A iniciativa é da Associação Nacional dos
Auditores Fiscais da Receita Federal do Brasil (Anfip) e da Federação
Nacional do Fisco Estadual e Distrital (Fenafisco), com apoio do Conselho
Federal de Economia (Cofecon), Departamento Intersindical de Estatística e
Estudos Socioeconômicos (Dieese), Fundação Friedrich Ebert Stiftung Brasil (FES),
Instituto de Estudos Socioeconômicos (Inesc), Instituto de Justiça Fiscal (IJF)
e Oxfam Brasil. Segundo a Anfip, apenas a isenção dos lucros e dividendos,
estabelecida pelo ex-presidente Fernando Henrique Cardoso em 1996,
representa cerca de R$ 80 bilhões a menos no orçamento da União, por ano. Os primeiros diagnósticos do estudo, que compara o sistema tributário brasileiro com os de outros países, estão consolidados no livro “A reforma tributária necessária: diagnóstico e premissas”, que será lançado na abertura do Fórum Internacional Tributário, em São Paulo. Com 804 páginas, 39 artigos, escritos por 42 especialistas, dedicados ao projeto desde julho de 2017, o livro terá também uma versão on line no site http://plataformapoliticasocial.com.br/.
“Nossa intenção é apresentar o trabalho aos presidenciáveis”, afirma o economista Eduardo Fagnani, professor da Unicamp e coordenador do trabalho técnico e da edição do livro.
Modelo solidário O documento aponta o caráter regressivo do sistema como uma das principais razões da distribuição injusta da renda no Brasil, que dá ao país o posto de décimo mais desigual do mundo, no ranking de mais de 140 países da Pnud, utilizado pela ONG Oxfam.
Por isso, o projeto quer ir além de unicamente “simplificar” o sistema, como pretende a minuta do estudo atualmente em discussão no Congresso, do deputado Luiz Carlos Hauly (PSDB-PR). De acordo com Fagnani, o projeto de Hauly, ao extinguir vários impostos e substituí-los por um IVA único, atinge em cheio aqueles que têm destinação determinada para a Seguridade Social – como o PIS e a Cofins – cujos recursos ficariam à mercê da Lei Orçamentária e das inclinações políticas do Congresso. Esse caminho, alerta o economista, poderia representar o fim do Estado social brasileiro, fundado pela Constituição de 1988.

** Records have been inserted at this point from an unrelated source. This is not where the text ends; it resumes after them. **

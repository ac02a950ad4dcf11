//! Health check endpoints.
//!
//! - `/health/live` - Liveness probe
//! - `/health/ready` - Readiness probe
//! - `/health` - Same as ready

use axum::{extract::State, http::StatusCode, Json};
use serde::Serialize;

use crate::AppState;

const PROBE_PRESENTATION: &str = "__health__";

/// Health status response.
#[derive(Debug, Serialize)]
pub struct HealthStatus {
    /// Overall status: "healthy" or "unhealthy"
    pub status: &'static str,
    /// Server version
    pub version: &'static str,
    /// Individual component checks
    pub checks: HealthChecks,
}

/// Individual health checks.
#[derive(Debug, Serialize)]
pub struct HealthChecks {
    /// At least one template is registered
    pub templates: bool,
    /// The default theme resolves
    pub themes: bool,
    /// Snapshot store answers reads
    pub store: bool,
}

impl HealthChecks {
    fn all_ok(&self) -> bool {
        self.templates && self.themes && self.store
    }
}

/// Liveness probe - is the server running?
#[tracing::instrument(name = "liveness_probe")]
pub async fn liveness() -> StatusCode {
    StatusCode::OK
}

/// Readiness probe - can views be opened?
#[tracing::instrument(name = "readiness_probe", skip(state))]
pub async fn readiness(State(state): State<AppState>) -> (StatusCode, Json<HealthStatus>) {
    let checks = HealthChecks {
        templates: !state.resolver.templates().is_empty(),
        themes: state
            .resolver
            .themes()
            .resolve(&state.default_theme)
            .is_some(),
        store: state.store.load(PROBE_PRESENTATION, 0).await.is_ok(),
    };
    let healthy = checks.all_ok();

    let status = HealthStatus {
        status: if healthy { "healthy" } else { "unhealthy" },
        version: env!("CARGO_PKG_VERSION"),
        checks,
    };
    let code = if healthy {
        StatusCode::OK
    } else {
        StatusCode::SERVICE_UNAVAILABLE
    };
    (code, Json(status))
}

O modelo solidário, diferentemente, pretende equilibrar simplificação e bem-estar social, com base em oito premissas básicas. A primeira delas é que seja elaborado na perspectiva do desenvolvimento. “Porque as desigualdades do país não são só por renda. Envolvem cor, gênero, acesso à Justiça, à segurança, saúde, alimentação, educação, classes e regiões do país”, explica Fagnani. O economista deixa clara a importância da tributação em um projeto de desenvolvimento. “Ela é fundamental porque reduz a desigualdade de renda, melhora o mercado interno, incentiva o crescimento e cria condições para que o Estado amplie o financiamento dos investimentos, tanto econômicos como sociais, que melhoram a qualidade de vida das pessoas”.

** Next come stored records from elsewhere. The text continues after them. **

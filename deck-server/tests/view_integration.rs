//! WebSocket round-trip integration tests for the view bridge.

mod common;

use std::time::Duration;

use futures_util::{SinkExt, StreamExt};
use serde_json::{json, Value};
use tokio::io::{AsyncReadExt, AsyncWriteExt};
use tokio::time::timeout;
use tokio_tungstenite::{connect_async, tungstenite::Message};

use common::TestServer;

/// Receive and parse the next JSON text frame.
async fn recv_json(
    stream: &mut (impl StreamExt<Item = Result<Message, tokio_tungstenite::tungstenite::Error>> + Unpin),
) -> Option<Value> {
    let msg = timeout(Duration::from_secs(5), stream.next())
        .await
        .ok()??
        .ok()?;
    match msg {
        Message::Text(text) => serde_json::from_str(&text).ok(),
        _ => None,
    }
}

/// Receive frames until one matches `pred`.
async fn recv_until(
    stream: &mut (impl StreamExt<Item = Result<Message, tokio_tungstenite::tungstenite::Error>> + Unpin),
    pred: impl Fn(&Value) -> bool,
    max_messages: usize,
) -> Option<Value> {
    for _ in 0..max_messages {
        let msg = recv_json(stream).await?;
        if pred(&msg) {
            return Some(msg);
        }
    }
    None
}

async fn send_json<S>(sink: &mut S, value: &Value)
where
    S: SinkExt<Message> + Unpin,
{
    let text = serde_json::to_string(value).expect("serialize");
    assert!(sink.send(Message::Text(text)).await.is_ok(), "send failed");
}

#[tokio::test]
async fn test_insert_round_trip() {
    let server = TestServer::start().await;
    let (ws, _) = connect_async(server.view_url("q3", 2))
        .await
        .expect("connect");
    let (mut tx, mut rx) = ws.split();

    send_json(
        &mut tx,
        &json!({"action": "insertChart", "params": {"slideIndex": 0, "chartConfig": {"type": "bar"}}}),
    )
    .await;
    let response = recv_json(&mut rx).await.expect("response");
    assert_eq!(response["success"], true);
    assert_eq!(response["action"], "insertChart");
    assert!(response["elementId"]
        .as_str()
        .is_some_and(|id| id.starts_with("chart-")));

    server.shutdown().await;
}

#[tokio::test]
async fn test_unknown_action_and_bad_json() {
    let server = TestServer::start().await;
    let (ws, _) = connect_async(server.view_url("q3", 1))
        .await
        .expect("connect");
    let (mut tx, mut rx) = ws.split();

    send_json(&mut tx, &json!({"action": "explode", "params": {}})).await;
    let response = recv_json(&mut rx).await.expect("response");
    assert_eq!(response["success"], false);
    assert_eq!(response["action"], "explode");

    tx.send(Message::Text("{not json".to_string()))
        .await
        .expect("send");
    let response = recv_json(&mut rx).await.expect("response");
    assert_eq!(response["success"], false);

    server.shutdown().await;
}

#[tokio::test]
async fn test_oversized_frame_rejected() {
    let server = TestServer::start().await;
    let (ws, _) = connect_async(server.view_url("q3", 1))
        .await
        .expect("connect");
    let (mut tx, mut rx) = ws.split();

    let huge = "x".repeat(deck_protocol::validation::MAX_MESSAGE_SIZE + 1);
    tx.send(Message::Text(huge)).await.expect("send");
    let response = recv_json(&mut rx).await.expect("response");
    assert_eq!(response["success"], false);

    // The view keeps working after the rejection.
    send_json(&mut tx, &json!({"action": "deselectElement"})).await;
    let response = recv_json(&mut rx).await.expect("response");
    assert_eq!(response["success"], true);

    server.shutdown().await;
}

#[tokio::test]
async fn test_select_emits_event_after_response() {
    let server = TestServer::start().await;
    let (ws, _) = connect_async(server.view_url("q3", 1))
        .await
        .expect("connect");
    let (mut tx, mut rx) = ws.split();

    send_json(
        &mut tx,
        &json!({"action": "insertImage", "params": {"slideIndex": 0, "url": "a.png"}}),
    )
    .await;
    let inserted = recv_json(&mut rx).await.expect("insert response");
    let id = inserted["elementId"].clone();

    send_json(
        &mut tx,
        &json!({"action": "selectElement", "params": {"elementId": id}}),
    )
    .await;
    let event = recv_until(&mut rx, |m| m["type"] == "elementSelected", 5)
        .await
        .expect("selection event");
    assert_eq!(event["elementId"], id);
    assert_eq!(event["elementType"], "image");

    server.shutdown().await;
}

#[tokio::test]
async fn test_autosave_event_and_store() {
    let server = TestServer::start().await;
    let (ws, _) = connect_async(server.view_url("board", 1))
        .await
        .expect("connect");
    let (mut tx, mut rx) = ws.split();

    send_json(
        &mut tx,
        &json!({"action": "insertTextBox", "params": {"slideIndex": 0, "content": "Agenda"}}),
    )
    .await;
    let event = recv_until(&mut rx, |m| m["type"] == "autosaveCompleted", 5)
        .await
        .expect("autosave event");
    assert_eq!(event["slideIndex"], 0);
    assert_eq!(event["elementCount"], 1);

    let saved = server.store().get("board", 0).expect("snapshot");
    assert_eq!(saved.text_boxes.len(), 1);

    server.shutdown().await;
}

#[tokio::test]
async fn test_disconnect_flushes_pending_edits() {
    let server = TestServer::start().await;
    {
        let (ws, _) = connect_async(server.view_url("late", 1))
            .await
            .expect("connect");
        let (mut tx, mut rx) = ws.split();
        send_json(
            &mut tx,
            &json!({"action": "insertImage", "params": {"slideIndex": 0, "url": "z.png"}}),
        )
        .await;
        recv_json(&mut rx).await.expect("response");
        tx.send(Message::Close(None)).await.expect("close");
    }

    let mut saved = None;
    for _ in 0..50 {
        saved = server.store().get("late", 0);
        if saved.is_some() {
            break;
        }
        tokio::time::sleep(Duration::from_millis(20)).await;
    }
    assert_eq!(saved.expect("flushed on close").images.len(), 1);

    server.shutdown().await;
}

#[tokio::test]
async fn test_zero_slides_rejected() {
    let server = TestServer::start().await;
    assert!(connect_async(server.view_url("empty", 0)).await.is_err());
    server.shutdown().await;
}

#[tokio::test]
async fn test_health_ready() {
    let server = TestServer::start().await;
    let mut stream = tokio::net::TcpStream::connect(server.addr())
        .await
        .expect("connect");
    stream
        .write_all(b"GET /health HTTP/1.1\r\nHost: localhost\r\nConnection: close\r\n\r\n")
        .await
        .expect("write");
    let mut body = String::new();
    stream.read_to_string(&mut body).await.expect("read");
    assert!(body.starts_with("HTTP/1.1 200"), "{body}");
    assert!(body.contains("\"healthy\""));

    server.shutdown().await;
}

A segunda é que a reforma esteja “adequada ao propósito de fortalecer o Estado de bem-estar social, em função do seu potencial como instrumento de redução das desigualdades sociais e como promotor do desenvolvimento nacional”. Ou seja, é preciso enfrentar a tributação direta. “O Imposto de Renda pessoa jurídica e pessoa física são os pilares, mas não podemos parar aí. É preciso taxar transações financeiras, enfrentar os paraísos fiscais e a propriedade e a riqueza (impostos sobre herança, imóveis, veículos, grandes fortunas), lucro e dividendos.”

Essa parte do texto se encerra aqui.